Other Michigan-based tribes have also sought outside partnerships for sportsbooks and online casino gaming operators. They include the Little Traverse Bay Bands of Odawa Indians partnering with Toronto-based The Stars Group Inc., the Nottawaseppi Huron Band of the Potawatomi signing a deal with Las Vegas-based Scientific Games Corp., the Lac Vieux Desert Band of Lake Superior Chippewa Indians inking an agreement with a domestic subsidiary of Melbourne, Australia-based PointsBet Holdings Ltd., and the Match-E-Be-Nash-She-Wish Band of Pottawatomi (Gun Lake Tribe) sealing an agreement with Pennsylvania-based Parx Casino.

Rush Street Interactive previously announced a partnership in July 2019 with Gun Lake Casino for a “social casino” and “social sportsbook” via its Casino4Fun platform that allows guests to play for free. At the time, Schwartz said the agreement with Gun Lake Casino marked Rush Street Interactive’s “first partner in Indian Country.” The status of that agreement remains unknown.
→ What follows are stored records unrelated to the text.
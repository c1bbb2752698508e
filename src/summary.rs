//! Material bill for a generated picture: how many blocks of each kind it needs.

use crate::block_definitions::BlockType;
use crate::commands::{BlockPos, Layout};
use crate::mapping::MatchGrid;
use crate::palette::Palette;
use colored::Colorize;
use serde::Serialize;

#[derive(Serialize, Clone, Debug, PartialEq, Eq)]
pub struct MaterialCount {
    pub material: String,
    pub count: usize,
}

#[derive(Serialize, Clone, Debug, PartialEq, Eq)]
#[serde(rename_all = "camelCase")]
pub struct MaterialSummary {
    pub width: u32,
    pub height: u32,
    pub block_type: BlockType,
    pub layout: Layout,
    pub origin: BlockPos,
    pub total_blocks: usize,
    pub skipped_cells: usize,
    /// Used materials only, in palette order.
    pub materials: Vec<MaterialCount>,
}

impl MaterialSummary {
    pub fn from_matches(
        matches: &MatchGrid,
        palette: &Palette,
        block_type: BlockType,
        layout: Layout,
        origin: BlockPos,
    ) -> Self {
        let mut counts = vec![0usize; palette.len()];
        for index in matches.cells().iter().flatten() {
            counts[*index] += 1;
        }

        let materials: Vec<MaterialCount> = palette
            .entries()
            .iter()
            .zip(counts)
            .filter(|(_, count)| *count > 0)
            .map(|(entry, count)| MaterialCount {
                material: entry.block().to_string(),
                count,
            })
            .collect();

        Self {
            width: matches.width(),
            height: matches.height(),
            block_type,
            layout,
            origin,
            total_blocks: materials.iter().map(|m| m.count).sum(),
            skipped_cells: matches.skipped(),
            materials,
        }
    }

    pub fn to_json(&self) -> serde_json::Result<String> {
        serde_json::to_string_pretty(self)
    }

    /// Prints the bill as a table, stacks of 64 included.
    pub fn print(&self) {
        println!(
            "{} {}x{} blocks, {} placed, {} skipped",
            "Materials:".bold(),
            self.width,
            self.height,
            self.total_blocks,
            self.skipped_cells
        );
        for entry in &self.materials {
            let stacks = entry.count / 64;
            let rest = entry.count % 64;
            println!(
                "  {:<32} {:>7}  ({} stacks + {})",
                entry.material,
                entry.count,
                stacks,
                rest
            );
        }
    }
}
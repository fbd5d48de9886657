mod common;

use ar_tv::{
    CoordinatorConfig, IgnoredTap, InteractionState, Material, PlaybackError, PlaybackState,
    RebindPolicy, TapOutcome, TextureId, VideoId,
};
use common::{
    EMPTY_CORNER, EngineEvent, EventLog, SCREEN_CENTRE, anchored_session, camera, session_with,
    wall,
};

fn id(s: &str) -> VideoId {
    VideoId::from(s)
}

fn init_logging() {
    let _ = env_logger::builder().is_test(true).try_init();
}

#[test]
fn scenario_a_tap_starts_selected_video() {
    init_logging();
    let log = EventLog::default();
    let mut session = anchored_session(&log);
    session.on_select(id("1"));

    let outcome = session.on_tap(SCREEN_CENTRE, &camera()).unwrap();

    assert_eq!(outcome, TapOutcome::Started(id("1")));
    assert_eq!(session.current_state(), InteractionState::BoundPlaying);
    assert_eq!(session.bound_video(), Some(&id("1")));
    let screen = session.tv().unwrap().screen;
    assert_eq!(
        session.scene().material(screen),
        Some(Material::Video { texture: TextureId(1) })
    );
}

#[test]
fn scenario_b_and_c_retap_pauses_then_resumes_without_rebinding() {
    let log = EventLog::default();
    let mut session = anchored_session(&log);
    session.on_select(id("1"));
    session.on_tap(SCREEN_CENTRE, &camera()).unwrap();

    let paused = session.on_tap(SCREEN_CENTRE, &camera()).unwrap();
    assert_eq!(paused, TapOutcome::Paused(id("1")));
    assert_eq!(session.current_state(), InteractionState::BoundPaused);
    assert_eq!(session.bound_video(), Some(&id("1")));

    let resumed = session.on_tap(SCREEN_CENTRE, &camera()).unwrap();
    assert_eq!(resumed, TapOutcome::Resumed(id("1")));
    assert_eq!(session.current_state(), InteractionState::BoundPlaying);

    assert_eq!(
        log.events(),
        vec![
            EngineEvent::Opened { video: "1".into(), texture: 1 },
            EngineEvent::Play(1),
            EngineEvent::Pause(1),
            EngineEvent::Play(1),
        ]
    );
}

#[test]
fn scenario_d_unresolvable_selection_stays_unbound() {
    let log = EventLog::default();
    let mut session = session_with(CoordinatorConfig::default(), &["1"], &log);
    session.on_plane_detected(&wall(1)).unwrap();
    session.on_select(id("2"));
    let screen = session.tv().unwrap().screen;
    let material = session.scene().material(screen);

    let err = session.on_tap(SCREEN_CENTRE, &camera()).unwrap_err();

    assert_eq!(err, PlaybackError::SourceNotFound(id("2")));
    assert_eq!(session.current_state(), InteractionState::Unbound);
    assert_eq!(session.scene().material(screen), material);
    assert!(log.events().is_empty());
}

#[test]
fn scenario_e_selection_change_rebinds_on_next_tap() {
    let log = EventLog::default();
    let mut session = anchored_session(&log);
    session.on_select(id("1"));
    session.on_tap(SCREEN_CENTRE, &camera()).unwrap();

    session.on_select(id("2"));
    let outcome = session.on_tap(SCREEN_CENTRE, &camera()).unwrap();

    assert_eq!(
        outcome,
        TapOutcome::Rebound { released: id("1"), bound: id("2") }
    );
    assert_eq!(session.current_state(), InteractionState::BoundPlaying);
    assert_eq!(session.bound_video(), Some(&id("2")));
    assert_eq!(log.released(), vec![1]);
    assert_eq!(log.events().last(), Some(&EngineEvent::Play(2)));
}

#[test]
fn legacy_policy_keeps_toggling_the_bound_video() {
    let log = EventLog::default();
    let config = CoordinatorConfig { rebind: RebindPolicy::ToggleBound };
    let mut session = session_with(config, &["1", "2"], &log);
    session.on_plane_detected(&wall(1)).unwrap();
    session.on_select(id("1"));
    session.on_tap(SCREEN_CENTRE, &camera()).unwrap();

    session.on_select(id("2"));
    assert_eq!(session.on_tap(SCREEN_CENTRE, &camera()).unwrap(), TapOutcome::Paused(id("1")));
    assert_eq!(session.on_tap(SCREEN_CENTRE, &camera()).unwrap(), TapOutcome::Resumed(id("1")));
    assert!(log.released().is_empty());
}

#[test]
fn double_toggle_restores_state_and_binding() {
    let log = EventLog::default();
    let mut session = anchored_session(&log);
    session.on_select(id("3"));
    session.on_tap(SCREEN_CENTRE, &camera()).unwrap();
    session.on_tap(SCREEN_CENTRE, &camera()).unwrap();

    let screen = session.tv().unwrap().screen;
    let before_state = session.current_state();
    let before_material = session.scene().material(screen);
    let before_video = session.bound_video().cloned();

    session.on_tap(SCREEN_CENTRE, &camera()).unwrap();
    session.on_tap(SCREEN_CENTRE, &camera()).unwrap();

    assert_eq!(session.current_state(), before_state);
    assert_eq!(session.scene().material(screen), before_material);
    assert_eq!(session.bound_video().cloned(), before_video);
    assert_eq!(
        session.coordinator().binder().current_session(screen).map(|s| s.state()),
        Some(PlaybackState::Paused)
    );
}

#[test]
fn at_most_one_session_is_ever_bound() {
    let log = EventLog::default();
    let mut session = anchored_session(&log);
    let screen = session.tv().unwrap().screen;

    for (n, video) in ["1", "2", "3", "1", "2"].into_iter().enumerate() {
        session.on_select(id(video));
        session.on_tap(SCREEN_CENTRE, &camera()).unwrap();
        assert_eq!(session.coordinator().binder().bound_count(), 1);
        assert_eq!(log.released().len(), n);
    }
    // Every release targets the session bound just before it.
    assert_eq!(log.released(), vec![1, 2, 3, 4]);
    assert_eq!(
        session.scene().material(screen),
        Some(Material::Video { texture: TextureId(5) })
    );
}

#[test]
fn missed_taps_never_change_state() {
    let log = EventLog::default();
    let mut session = anchored_session(&log);
    session.on_select(id("1"));

    assert_eq!(
        session.on_tap(EMPTY_CORNER, &camera()).unwrap(),
        TapOutcome::Ignored(IgnoredTap::Miss)
    );
    assert_eq!(session.current_state(), InteractionState::Unbound);

    session.on_tap(SCREEN_CENTRE, &camera()).unwrap();
    session.on_tap(EMPTY_CORNER, &camera()).unwrap();
    assert_eq!(session.current_state(), InteractionState::BoundPlaying);
}

#[test]
fn taps_on_the_housing_are_ignored() {
    let log = EventLog::default();
    let mut session = anchored_session(&log);
    session.on_select(id("1"));
    let housing = session.tv().unwrap().housing;

    let (scene, coordinator) = session.parts_mut();
    let outcome = coordinator.on_tap(scene, Some(housing)).unwrap();

    assert_eq!(outcome, TapOutcome::Ignored(IgnoredTap::NotScreen));
    assert_eq!(session.current_state(), InteractionState::Unbound);
}

#[test]
fn taps_before_any_surface_are_inert() {
    let log = EventLog::default();
    let mut session = session_with(CoordinatorConfig::default(), &["1"], &log);
    session.on_select(id("1"));

    assert_eq!(
        session.on_tap(SCREEN_CENTRE, &camera()).unwrap(),
        TapOutcome::Ignored(IgnoredTap::NoSurface)
    );
    assert!(session.tv().is_none());
    assert!(log.events().is_empty());
}

#[test]
fn failed_rebind_keeps_previous_session_in_its_state() {
    let log = EventLog::default();
    let mut session = session_with(CoordinatorConfig::default(), &["1"], &log);
    session.on_plane_detected(&wall(1)).unwrap();
    session.on_select(id("1"));
    session.on_tap(SCREEN_CENTRE, &camera()).unwrap();
    session.on_tap(SCREEN_CENTRE, &camera()).unwrap();
    assert_eq!(session.current_state(), InteractionState::BoundPaused);

    session.on_select(id("9"));
    let err = session.on_tap(SCREEN_CENTRE, &camera()).unwrap_err();

    assert_eq!(err, PlaybackError::SourceNotFound(id("9")));
    assert_eq!(session.current_state(), InteractionState::BoundPaused);
    assert_eq!(session.bound_video(), Some(&id("1")));
    assert!(log.released().is_empty());
}

#[test]
fn selection_change_while_paused_rebinds_and_plays() {
    let log = EventLog::default();
    let mut session = anchored_session(&log);
    session.on_select(id("1"));
    session.on_tap(SCREEN_CENTRE, &camera()).unwrap();
    assert_eq!(session.on_tap(SCREEN_CENTRE, &camera()).unwrap(), TapOutcome::Paused(id("1")));

    session.on_select(id("2"));
    let outcome = session.on_tap(SCREEN_CENTRE, &camera()).unwrap();

    assert_eq!(
        outcome,
        TapOutcome::Rebound { released: id("1"), bound: id("2") }
    );
    assert_eq!(session.current_state(), InteractionState::BoundPlaying);
    assert_eq!(session.bound_video(), Some(&id("2")));
    assert_eq!(log.released(), vec![1]);
    let screen = session.tv().unwrap().screen;
    assert_eq!(
        session.scene().material(screen),
        Some(Material::Video { texture: TextureId(2) })
    );
}

#[test]
fn tap_after_the_video_ended_plays_it_again() {
    init_logging();
    let log = EventLog::default();
    let mut session = anchored_session(&log);
    session.on_select(id("1"));
    session.on_tap(SCREEN_CENTRE, &camera()).unwrap();

    log.finish(1);
    assert_eq!(session.current_state(), InteractionState::BoundPaused);

    let outcome = session.on_tap(SCREEN_CENTRE, &camera()).unwrap();
    assert_eq!(outcome, TapOutcome::Replayed(id("1")));
    assert_eq!(session.current_state(), InteractionState::BoundPlaying);
    assert_eq!(session.bound_video(), Some(&id("1")));
    assert_eq!(log.released(), vec![1]);
    assert_eq!(log.events().last(), Some(&EngineEvent::Play(2)));

    // The fresh session toggles normally again.
    assert_eq!(session.on_tap(SCREEN_CENTRE, &camera()).unwrap(), TapOutcome::Paused(id("1")));
}

#[test]
fn ended_video_under_legacy_policy_plays_the_selection() {
    let log = EventLog::default();
    let config = CoordinatorConfig { rebind: RebindPolicy::ToggleBound };
    let mut session = session_with(config, &["1", "2"], &log);
    session.on_plane_detected(&wall(1)).unwrap();
    session.on_select(id("1"));
    session.on_tap(SCREEN_CENTRE, &camera()).unwrap();
    session.on_select(id("2"));

    log.finish(1);
    let outcome = session.on_tap(SCREEN_CENTRE, &camera()).unwrap();

    assert_eq!(
        outcome,
        TapOutcome::Rebound { released: id("1"), bound: id("2") }
    );
    assert_eq!(session.current_state(), InteractionState::BoundPlaying);
}

#[test]
fn engine_open_failure_is_reported_and_changes_nothing() {
    let log = EventLog::default();
    let mut session = ar_tv::ArSession::new(
        CoordinatorConfig::default(),
        Box::new(common::ScriptedResolver::new(&["1", "2"])),
        Box::new(common::ScriptedBackend::new(log.clone()).with_broken(&["2"])),
    );
    session.on_plane_detected(&wall(1)).unwrap();
    session.on_select(id("1"));
    session.on_tap(SCREEN_CENTRE, &camera()).unwrap();

    session.on_select(id("2"));
    let err = session.on_tap(SCREEN_CENTRE, &camera()).unwrap_err();
    assert!(matches!(err, PlaybackError::Engine { ref id, .. } if id.as_str() == "2"));
    assert_eq!(session.current_state(), InteractionState::BoundPlaying);
    assert_eq!(session.bound_video(), Some(&id("1")));
}

#[test]
fn tapping_without_a_selection_reports_it() {
    let log = EventLog::default();
    let mut session = anchored_session(&log);
    assert_eq!(
        session.on_tap(SCREEN_CENTRE, &camera()).unwrap_err(),
        PlaybackError::NoSelection
    );
    assert_eq!(session.current_state(), InteractionState::Unbound);
}

#[test]
fn selection_alone_never_touches_playback() {
    let log = EventLog::default();
    let mut session = anchored_session(&log);
    session.on_select(id("1"));
    session.on_tap(SCREEN_CENTRE, &camera()).unwrap();
    session.on_tap(SCREEN_CENTRE, &camera()).unwrap();
    let events = log.events();
    let screen = session.tv().unwrap().screen;
    let revision = session.scene().revision();

    for video in ["2", "3", "missing", "1"] {
        session.on_select(id(video));
    }

    assert_eq!(log.events(), events);
    assert_eq!(session.current_state(), InteractionState::BoundPaused);
    assert_eq!(session.bound_video(), Some(&id("1")));
    assert_eq!(session.scene().revision(), revision);
    assert!(session.scene().material(screen).unwrap().is_video());
}

#[test]
fn losing_the_surface_releases_playback_and_allows_respawn() {
    let log = EventLog::default();
    let mut session = anchored_session(&log);
    session.on_select(id("1"));
    session.on_tap(SCREEN_CENTRE, &camera()).unwrap();

    assert!(session.on_plane_lost(ar_tv::PlaneId(1)));
    assert!(session.tv().is_none());
    assert_eq!(session.current_state(), InteractionState::Unbound);
    assert_eq!(log.released(), vec![1]);
    assert!(session.scene().is_empty());

    let tv = session.on_plane_detected(&wall(2)).expect("fresh tv on new wall");
    assert_eq!(session.tv(), Some(tv));
    assert_eq!(session.on_tap(SCREEN_CENTRE, &camera()).unwrap(), TapOutcome::Started(id("1")));
}

#[test]
fn stop_turns_the_screen_off() {
    let log = EventLog::default();
    let mut session = anchored_session(&log);
    session.on_select(id("2"));
    session.on_tap(SCREEN_CENTRE, &camera()).unwrap();

    assert_eq!(session.stop(), Some(id("2")));
    let screen = session.tv().unwrap().screen;
    assert_eq!(session.scene().material(screen), Some(ar_tv::tv::screen_off_material()));
    assert_eq!(session.current_state(), InteractionState::Unbound);
}

#[test]
fn frames_come_from_the_bound_session() {
    let log = EventLog::default();
    let mut session = anchored_session(&log);
    assert!(session.poll_frame().is_none());

    session.on_select(id("1"));
    session.on_tap(SCREEN_CENTRE, &camera()).unwrap();
    let (texture, frame) = session.poll_frame().unwrap();
    assert_eq!(texture, TextureId(1));
    assert_eq!((frame.width, frame.height), (2, 1));
    assert!(session.poll_frame().is_none());
}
A spokesperson for Rush Street Interactive acknowledged a request for clarification from Native News Online, but did not respond by the time this report was published.

Meanwhile, the Michigan Gaming Control Board is expected to finalize rules so online gaming and online sports betting can begin in the state by early 2021. However, a state lawmaker introduced a bill earlier this month that would allow tribal and commercially operated casinos to receive a provisional internet gaming supplier license so they could offer online gaming sooner and bolster the state’s coffers, which have been negatively affected by the response to the COVID-19 pandemic.

“This is fundamentally about revenue,” State Sen. Adam Hollier, D-Detroit, told business publication MiBiz for a June 16 report. “Casino gaming is a significant revenue source for a variety of governments across the state, and is used for essential needs.”